◆ **Task**
Filter the entries beneath this task, copying only the lines that hold the word "String".

Dataset records

____________________

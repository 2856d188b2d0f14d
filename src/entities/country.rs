//! Country entity - the cuisine a restaurant belongs to.
//!
//! Countries are the primary browse taxonomy ("Syrian", "Italian", ...). Each
//! restaurant references exactly one.

use sea_orm::entity::prelude::*;
use serde::{Deserialize, Serialize};

/// Cuisine/country database model
#[derive(Clone, Debug, PartialEq, Eq, DeriveEntityModel, Serialize, Deserialize)]
#[sea_orm(table_name = "countries")]
pub struct Model {
    /// Unique identifier
    #[sea_orm(primary_key)]
    pub id: i64,
    /// Display name (e.g., "المطبخ السوري")
    #[sea_orm(unique)]
    pub name: String,
    /// URL slug, unique across cuisines
    #[sea_orm(unique)]
    pub slug: String,
    /// Optional blurb shown on the cuisine page
    pub description: Option<String>,
    /// Hosted image or flag URL
    pub image_url: Option<String>,
    /// When the cuisine was created
    pub created_at: DateTimeUtc,
}

/// Defines relationships between Country and other entities
#[derive(Copy, Clone, Debug, EnumIter, DeriveRelation)]
pub enum Relation {
    /// One cuisine has many restaurants
    #[sea_orm(has_many = "super::restaurant::Entity")]
    Restaurants,
}

impl Related<super::restaurant::Entity> for Entity {
    fn to() -> RelationDef {
        Relation::Restaurants.def()
    }
}

impl ActiveModelBehavior for ActiveModel {}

____________________

◆ **Written solution**
    pub name: String,
    pub slug: String,
    pub description: Option<String>,
    pub image_url: Option<String>,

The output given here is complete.